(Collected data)
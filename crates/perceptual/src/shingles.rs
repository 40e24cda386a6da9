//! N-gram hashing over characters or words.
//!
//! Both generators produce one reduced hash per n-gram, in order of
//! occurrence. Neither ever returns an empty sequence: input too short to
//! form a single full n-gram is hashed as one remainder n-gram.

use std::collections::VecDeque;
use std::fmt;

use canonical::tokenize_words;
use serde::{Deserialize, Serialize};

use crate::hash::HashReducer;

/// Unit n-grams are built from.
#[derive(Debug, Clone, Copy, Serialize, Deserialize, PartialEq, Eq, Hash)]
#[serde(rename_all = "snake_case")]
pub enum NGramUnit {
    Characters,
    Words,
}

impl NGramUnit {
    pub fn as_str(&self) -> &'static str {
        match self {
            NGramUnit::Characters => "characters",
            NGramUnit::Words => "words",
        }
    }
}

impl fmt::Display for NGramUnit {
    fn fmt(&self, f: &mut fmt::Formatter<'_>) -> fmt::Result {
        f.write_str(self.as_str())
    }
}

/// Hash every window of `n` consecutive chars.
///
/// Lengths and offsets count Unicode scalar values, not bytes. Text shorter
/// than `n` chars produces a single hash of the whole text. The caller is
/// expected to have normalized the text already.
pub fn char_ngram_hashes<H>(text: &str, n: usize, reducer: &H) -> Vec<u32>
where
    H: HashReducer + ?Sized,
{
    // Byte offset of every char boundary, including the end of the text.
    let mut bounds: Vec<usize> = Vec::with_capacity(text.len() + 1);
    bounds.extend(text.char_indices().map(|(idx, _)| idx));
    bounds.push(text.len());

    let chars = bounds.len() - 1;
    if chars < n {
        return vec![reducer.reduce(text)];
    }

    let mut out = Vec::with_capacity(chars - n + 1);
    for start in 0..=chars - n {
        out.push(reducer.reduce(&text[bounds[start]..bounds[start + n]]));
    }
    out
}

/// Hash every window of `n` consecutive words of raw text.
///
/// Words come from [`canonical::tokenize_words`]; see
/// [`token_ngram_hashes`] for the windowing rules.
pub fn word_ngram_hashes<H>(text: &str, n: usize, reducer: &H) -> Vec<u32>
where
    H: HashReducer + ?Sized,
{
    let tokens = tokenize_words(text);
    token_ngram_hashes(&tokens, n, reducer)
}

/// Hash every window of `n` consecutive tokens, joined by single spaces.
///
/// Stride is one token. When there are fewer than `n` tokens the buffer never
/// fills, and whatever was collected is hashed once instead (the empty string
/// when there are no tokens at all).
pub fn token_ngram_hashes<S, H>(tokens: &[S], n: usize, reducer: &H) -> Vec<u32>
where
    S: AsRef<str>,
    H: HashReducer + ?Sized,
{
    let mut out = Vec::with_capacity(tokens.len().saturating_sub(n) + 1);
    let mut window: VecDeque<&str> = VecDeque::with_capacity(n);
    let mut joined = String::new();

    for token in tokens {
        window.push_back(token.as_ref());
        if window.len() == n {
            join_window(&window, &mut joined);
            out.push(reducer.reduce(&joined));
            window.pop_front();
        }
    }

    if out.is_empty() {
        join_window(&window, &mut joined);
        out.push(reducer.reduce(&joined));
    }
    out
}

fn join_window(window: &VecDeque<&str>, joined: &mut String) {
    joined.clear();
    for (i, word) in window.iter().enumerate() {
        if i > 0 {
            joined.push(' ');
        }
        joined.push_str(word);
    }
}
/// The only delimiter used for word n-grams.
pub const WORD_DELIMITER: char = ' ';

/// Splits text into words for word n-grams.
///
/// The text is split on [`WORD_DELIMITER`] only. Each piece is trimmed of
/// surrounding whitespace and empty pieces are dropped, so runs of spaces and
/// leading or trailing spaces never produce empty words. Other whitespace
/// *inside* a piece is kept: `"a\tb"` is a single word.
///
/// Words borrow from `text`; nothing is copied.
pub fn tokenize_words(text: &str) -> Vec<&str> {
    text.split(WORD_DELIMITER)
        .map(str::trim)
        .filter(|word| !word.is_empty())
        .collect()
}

---

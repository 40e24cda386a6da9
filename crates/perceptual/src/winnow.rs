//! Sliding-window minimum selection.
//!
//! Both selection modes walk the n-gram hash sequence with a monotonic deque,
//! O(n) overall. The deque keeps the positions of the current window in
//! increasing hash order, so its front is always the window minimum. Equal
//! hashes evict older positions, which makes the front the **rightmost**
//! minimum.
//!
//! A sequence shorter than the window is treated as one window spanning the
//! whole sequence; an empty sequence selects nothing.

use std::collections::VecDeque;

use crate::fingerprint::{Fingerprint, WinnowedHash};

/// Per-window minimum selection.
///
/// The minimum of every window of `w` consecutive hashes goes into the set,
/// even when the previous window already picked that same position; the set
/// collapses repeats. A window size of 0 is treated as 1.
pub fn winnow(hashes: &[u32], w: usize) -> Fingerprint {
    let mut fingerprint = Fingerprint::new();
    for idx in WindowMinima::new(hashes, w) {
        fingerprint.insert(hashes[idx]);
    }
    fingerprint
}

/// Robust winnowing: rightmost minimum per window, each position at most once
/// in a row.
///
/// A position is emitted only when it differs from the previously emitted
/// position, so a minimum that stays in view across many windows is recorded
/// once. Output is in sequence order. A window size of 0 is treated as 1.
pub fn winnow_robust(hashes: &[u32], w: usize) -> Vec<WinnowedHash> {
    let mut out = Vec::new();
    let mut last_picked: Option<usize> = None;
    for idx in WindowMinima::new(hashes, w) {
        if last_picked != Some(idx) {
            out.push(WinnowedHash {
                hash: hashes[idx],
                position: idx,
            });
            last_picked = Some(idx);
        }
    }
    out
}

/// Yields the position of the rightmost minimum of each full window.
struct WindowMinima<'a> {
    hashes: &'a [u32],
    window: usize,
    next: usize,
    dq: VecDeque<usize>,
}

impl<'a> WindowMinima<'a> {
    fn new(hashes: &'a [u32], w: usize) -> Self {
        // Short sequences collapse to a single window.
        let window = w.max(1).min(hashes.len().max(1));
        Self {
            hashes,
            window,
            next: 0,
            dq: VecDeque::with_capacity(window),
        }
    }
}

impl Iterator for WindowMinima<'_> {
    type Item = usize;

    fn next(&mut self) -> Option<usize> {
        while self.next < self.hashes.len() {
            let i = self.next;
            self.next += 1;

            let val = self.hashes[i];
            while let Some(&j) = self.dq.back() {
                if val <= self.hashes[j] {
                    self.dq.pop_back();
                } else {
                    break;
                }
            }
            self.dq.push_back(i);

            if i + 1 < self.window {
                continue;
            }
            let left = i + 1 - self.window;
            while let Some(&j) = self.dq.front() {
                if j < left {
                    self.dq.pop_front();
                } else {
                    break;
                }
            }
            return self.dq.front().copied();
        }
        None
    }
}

* _WORK TO BE COMPLETED_:
Transcribe the lines above between the line holding "filename crates/perceptual/src/shingles.rs" and the line holding "are built from.", inclusive, exactly as they stand and with nothing added.

* _RESPONSE TO THE EXERCISE_:
filename crates/perceptual/src/shingles.rs
repository 40e24cda386a6da9
//! N-gram hashing over characters or words.
//!
//! Both generators produce one reduced hash per n-gram, in order of
//! occurrence. Neither ever returns an empty sequence: input too short to
//! form a single full n-gram is hashed as one remainder n-gram.

use std::collections::VecDeque;
use std::fmt;

use canonical::tokenize_words;
use serde::{Deserialize, Serialize};

use crate::hash::HashReducer;

/// Unit n-grams are built from.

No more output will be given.